As novas versões de O apanhador no campo de centeio são todas construídas, grosso modo, sobre o mesmo molde: o trauma desencadeado por uma morte (no livro de Thompson, é a morte dos anos 1960), seguido por um episódio de regressão emocional e uma espécie de guerra obscura, predominantemente mental, com o restante do mundo. Elas compartilham com O apanhador e A redoma uma temática vagamente cristã referente a salvação, redenção e renascimento, e se servem fartamente do catálogo de Salinger e Plath: múmias, fetos, comas, manchetes sensacionalistas, perversões, sexo desastrado, tentativas de suicídio, suicídios, fantasias de morte, mortes. Os narradores têm um desprezo mordaz por tudo e todos, incluindo eles próprios. Os livros são divertidos, mas são sobre perda, frustração e derrota. E cada um deles parece ter atingido um nervo geracional, como se ninguém tivesse contado antes aquela história, ou tocado aquelas notas. O que torna tão irresistível a sua melancolia?
Pensamos na nostalgia como uma emoção que cresce com a idade, mas, como a maioria das emoções, ela é mais aguda quando somos jovens. Há alguma nostalgia mais poderosa que os sentimentos de um aluno do quarto ano revisitando sua classe da pré-escola? Aquelas cadeiras minúsculas, os velhos tubos de massinha, os cantinhos onde empilhávamos nossos agasalhos sobressalentes – queremos entrar de novo naquele mundo, mas agora estamos no quarto ano, somos grandes demais. Caímos fora do carrossel. Embora “juventude” supostamente signifique entusiasmo pela mudança, gente jovem não tem mais vontade de mudar do que qualquer outra pessoa, e é até provável que tenha menos. O que eles secretamente querem é o que quer Holden: querem que o mundo seja como o Museu de História Natural, com cada coisa congelada exatamente do jeito como era na primeira vez que a encontraram.

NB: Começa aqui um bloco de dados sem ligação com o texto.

impl Session {
    /// State variable initialization per RFC 5880 §6.8.1: both states Down,
    /// transmit at the idle rate until the session comes up, assume the
    /// slowest possible peer RX until it tells us otherwise.
    pub fn new(
        addr: IpAddr,
        ifindex: u32,
        ifa: IfaceId,
        loc_id: u32,
        cf: SessionConfig,
        now: Duration,
    ) -> Self {
        let passive = cf.passive;
        let detect_mult = cf.multiplier;
        let idle_tx = cf.idle_tx_int;
        let min_rx = cf.min_rx_int;
        Self {
            addr,
            ifindex,
            ifa,
            loc_id,
            rem_id: 0,
            loc_state: State::Down,
            rem_state: State::Down,
            loc_diag: Diag::Nothing,
            rem_diag: Diag::Nothing,
            cf,
            passive,
            detect_mult,
            des_min_tx_int: idle_tx,
            des_min_tx_new: idle_tx,
            req_min_rx_int: min_rx,
            req_min_rx_new: min_rx,
            rem_min_tx_int: 0,
            rem_min_rx_int: 1,
            rem_detect_mult: 0,
            rem_demand_mode: false,
            poll_active: 0,
            poll_scheduled: 0,
            tx_timer: Timer::new(),
            hold_timer: Timer::new(),
            last_tx: None,
            last_rx: None,
            last_state_change: now,
            tx_csn: rand::random(),
            tx_csn_time: None,
            rx_csn: 0,
            rx_csn_known: false,
            shared: Arc::new(SessionShared::default()),
        }
    }

    /// The effective transmit interval: we may not send faster than the
    /// peer can receive.
    pub fn tx_int(&self) -> u32 {
        self.des_min_tx_int.max(self.rem_min_rx_int)
    }

    /// The detection timeout: the interval the peer committed to, scaled by
    /// its multiplier.
    pub fn detection_time(&self) -> Duration {
        let base = self.req_min_rx_int.max(self.rem_min_tx_int) as u64;
        Duration::from_micros(base * self.rem_detect_mult as u64)
    }

    /// Reload the TX timer cadence from the current intervals: recurrence
    /// at 75% of the nominal interval, jitter stretching it to 90%.
    pub fn update_tx_interval(&mut self) {
        let tx_int = self.tx_int();
        let tx_int_l = tx_int - tx_int / 4;
        let tx_int_h = tx_int - tx_int / 10;

        self.tx_timer.recurrent = us(tx_int_l);
        self.tx_timer.randomize = us(tx_int_h - tx_int_l);

        // Reanchor only if a transmission already happened; otherwise leave
        // the pending immediate start alone.
        if let Some(last_tx) = self.last_tx {
            self.tx_timer.set(last_tx + us(tx_int_l));
        }
    }

    /// Rearm the detection timer from `last_rx`. With `kick`, the call
    /// accounts for a packet received right now. Until the first packet
    /// arrives there is nothing to detect the loss of, so the timer stays
    /// off.
    pub fn update_detection_time(&mut self, now: Duration, kick: bool) {
        let timeout = self.detection_time();
        if kick {
            self.last_rx = Some(now);
        }
        if let Some(last_rx) = self.last_rx {
            self.hold_timer.set(last_rx + timeout);
        }
    }

    /// Decide whether the TX timer should run at all, per §6.8.7: passive
    /// sessions hold fire until the peer is identified, demand mode
    /// suppresses periodic packets on an established session outside a
    /// poll, and a zero remote RX interval asks us to stop outright.
    pub fn control_tx_timer(&mut self, now: Duration, reset: bool) {
        let stop = (self.passive && self.rem_id == 0)
            || (self.rem_demand_mode
                && self.poll_active == 0
                && self.loc_state == State::Up
                && self.rem_state == State::Up)
            || self.rem_min_rx_int == 0;

        if stop {
            self.tx_timer.stop();
            self.last_tx = None;
            return;
        }

        if reset || !self.tx_timer.active() {
            self.last_tx = None;
            self.tx_timer.start(now, Duration::ZERO);
        }
    }

    /// Begin (or queue) a poll sequence for the given bits. Only one poll
    /// runs at a time; bits requested meanwhile are picked up by the next
    /// round. Polling a peer we have not identified yet is pointless.
    pub fn request_poll(&mut self, now: Duration, request: u8) {
        if self.rem_id == 0 {
            return;
        }

        self.poll_scheduled |= request;

        if self.poll_active != 0 {
            return;
        }

        self.poll_active = self.poll_scheduled;
        self.poll_scheduled = 0;

        self.control_tx_timer(now, true);
    }

    /// A Final arrived for the running poll: commit the negotiated values,
    /// except for bits that were re-requested mid-poll, which roll into the
    /// next round. Timer updates are the caller's job (`process_ctl`).
    pub fn terminate_poll(&mut self) {
        let poll_done = self.poll_active & !self.poll_scheduled;

        if poll_done & POLL_TX != 0 {
            self.des_min_tx_int = self.des_min_tx_new;
        }
        if poll_done & POLL_RX != 0 {
            self.req_min_rx_int = self.req_min_rx_new;
        }

        self.poll_active = self.poll_scheduled;
        self.poll_scheduled = 0;
    }

    /// Change the desired TX interval. Increasing it on an established
    /// session must not take effect before the peer confirms via the poll
    /// sequence, or it could time us out in the meantime (§6.8.3); any
    /// other change applies immediately.
    pub fn set_min_tx(&mut self, now: Duration, val: u32) {
        if val == self.des_min_tx_new {
            return;
        }

        self.des_min_tx_new = val;

        if self.loc_state != State::Up || val < self.des_min_tx_int {
            self.des_min_tx_int = val;
            self.update_tx_interval();
        }

        self.request_poll(now, POLL_TX);
    }

    /// Change the required RX interval. The dual of `set_min_tx`: lowering
    /// the demand on an established session must keep the old detection
    /// time until the poll terminates.
    pub fn set_min_rx(&mut self, now: Duration, val: u32) {
        if val == self.req_min_rx_new {
            return;
        }

        self.req_min_rx_new = val;

        if self.loc_state != State::Up || val > self.req_min_rx_int {
            self.req_min_rx_int = val;
            self.update_detection_time(now, false);
        }

        self.request_poll(now, POLL_RX);
    }

    /// The §6.2 transition table, driven by the remote state already
    /// applied to this session. AdminDown absorbs everything.
    pub fn next_state(&self) -> Option<(State, Diag)> {
        match self.loc_state {
            State::AdminDown => None,
            State::Down => match self.rem_state {
                State::Down => Some((State::Init, Diag::Nothing)),
                State::Init => Some((State::Up, Diag::Nothing)),
                _ => None,
            },
            State::Init => match self.rem_state {
                State::AdminDown => {
                    Some((State::Down, Diag::NeighborDown))
                }
                State::Init | State::Up => Some((State::Up, Diag::Nothing)),
                State::Down => None,
            },
            State::Up => match self.rem_state {
                State::AdminDown | State::Down => {
                    Some((State::Down, Diag::NeighborDown))
                }
                _ => None,
            },
        }
    }

    /// Move to a new local state, schedule the control-plane notification,
    /// and switch the transmit cadence between the idle and negotiated
    /// rates on Up transitions.
    pub fn update_state(
        &mut self,
        now: Duration,
        state: State,
        diag: Diag,
        notify: &NotifyBridge,
        log: &Logger,
    ) {
        if state == self.loc_state {
            return;
        }
        let old_state = self.loc_state;

        inf!(log, old_state, self.addr;
            "session state {} -> {}", old_state.name(), state.name());

        self.loc_state = state;
        self.loc_diag = diag;
        self.last_state_change = now;

        notify.post(
            self.loc_id,
            &self.shared,
            self.loc_state,
            self.rem_state,
            self.loc_diag,
        );

        if state == State::Up {
            self.set_min_tx(now, self.cf.min_tx_int);
        }
        if old_state == State::Up {
            self.set_min_tx(now, self.cf.idle_tx_int);
        }
    }

    /// Push the current state triple to the control-plane view without
    /// scheduling a notification.
    pub fn sync_shared(&self, notify: &NotifyBridge) {
        notify.sync(
            &self.shared,
            self.loc_state,
            self.rem_state,
            self.loc_diag,
        );
    }

    /// Forget everything learned from the peer. Detection expired: the
    /// session reverts to knowing nothing about the remote end.
    pub fn clear_remote(&mut self) {
        self.rem_state = State::Down;
        self.rem_id = 0;
        self.rem_min_tx_int = 0;
        self.rem_min_rx_int = 1;
        self.rem_demand_mode = false;
        self.rem_detect_mult = 0;
        self.rx_csn_known = false;

        self.poll_active = 0;
        self.poll_scheduled = 0;
    }

    /// Build an outgoing control packet from the current session state.
    /// Values under negotiation are the ones advertised; the committed ones
    /// keep driving the timers until the poll terminates.
    pub fn make_ctl(&self, is_final: bool) -> packet::Control {
        let mut pkt = packet::Control {
            detect_mult: self.detect_mult,
            length: BASE_LEN as u8,
            my_discriminator: self.loc_id,
            your_discriminator: self.rem_id,
            desired_min_tx: self.des_min_tx_new,
            required_min_rx: self.req_min_rx_new,
            required_min_echo_rx: 0,
            ..Default::default()
        };
        pkt.set_state(self.loc_state);
        pkt.set_diag(self.loc_diag);

        if is_final {
            pkt.set_final();
        } else if self.poll_active != 0 {
            pkt.set_poll();
        }

        if self.cf.auth_type != AuthType::None {
            if let Some(key) = self.cf.keys.first() {
                let data = match self.cf.auth_type {
                    AuthType::Simple => {
                        AuthData::Password(key.secret.clone())
                    }
                    AuthType::KeyedSha1
                    | AuthType::MeticulousKeyedSha1 => AuthData::Keyed {
                        csn: self.tx_csn,
                        digest: vec![0; 20],
                    },
                    _ => AuthData::Keyed {
                        csn: self.tx_csn,
                        digest: vec![0; 16],
                    },
                };
                pkt.attach_auth(Auth {
                    auth_type: self.cf.auth_type,
                    key_id: key.id,
                    data,
                });
            }
        }

        pkt
    }
}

Uma boa parte da “cultura jovem” – isto é, as coisas que as pessoas mais jovens consomem, em oposição às coisas que as pessoas mais velhas consomem (como O senhor das moscas) com o intuito de aprender sobre “a juventude” –— apela para esse sentimento de perda. Você vai a uma festa em que está tocando uma nova canção pop, e pelo resto da sua vida ouvir aquela canção desencadeia a mesma emoção. Ela toca no rádio e você pensa: naquele tempo é que as coisas eram boas de verdade. Você quer ouvir de novo e de novo. Ficou viciado. A cultura da juventude adquire sua pungência com o tempo, e de modo tão completo que você mal consegue ver o que ela é em si. É simplesmente, e de modo permanente, a “sua canção”, a sua história. Quando pessoas que cresceram nos anos 1950 dão O apanhador no campo de centeio a seus filhos, é como se mostrassem um velho álbum de fotografias: este sou eu.
Não é, claro. Talvez, na verdade, a nostalgia da cultura jovem seja completamente espúria. Talvez ela convide a nos entregarmos a lembranças agridoces de uma infância que nunca tivemos, a um idílio de canções dos Beach Boys e cheeseburgers e conversíveis e amores adolescentes que foi construído por canções pop, programas de televisão e filmes, e tem muito pouca relação com qualquer experiência que tenhamos mesmo vivido. Mas, seja espúria ou não a emoção, as pessoas a sentem. É a certeza romântica, com a qual todos esses livros nos seduzem, de que de algum modo, em algum lugar, alguma coisa foi tirada de nós, e não podemos consegui-la de volta. Um dia, no passado, giramos de fato num carrossel. Dava a impressão de que ele duraria para sempre.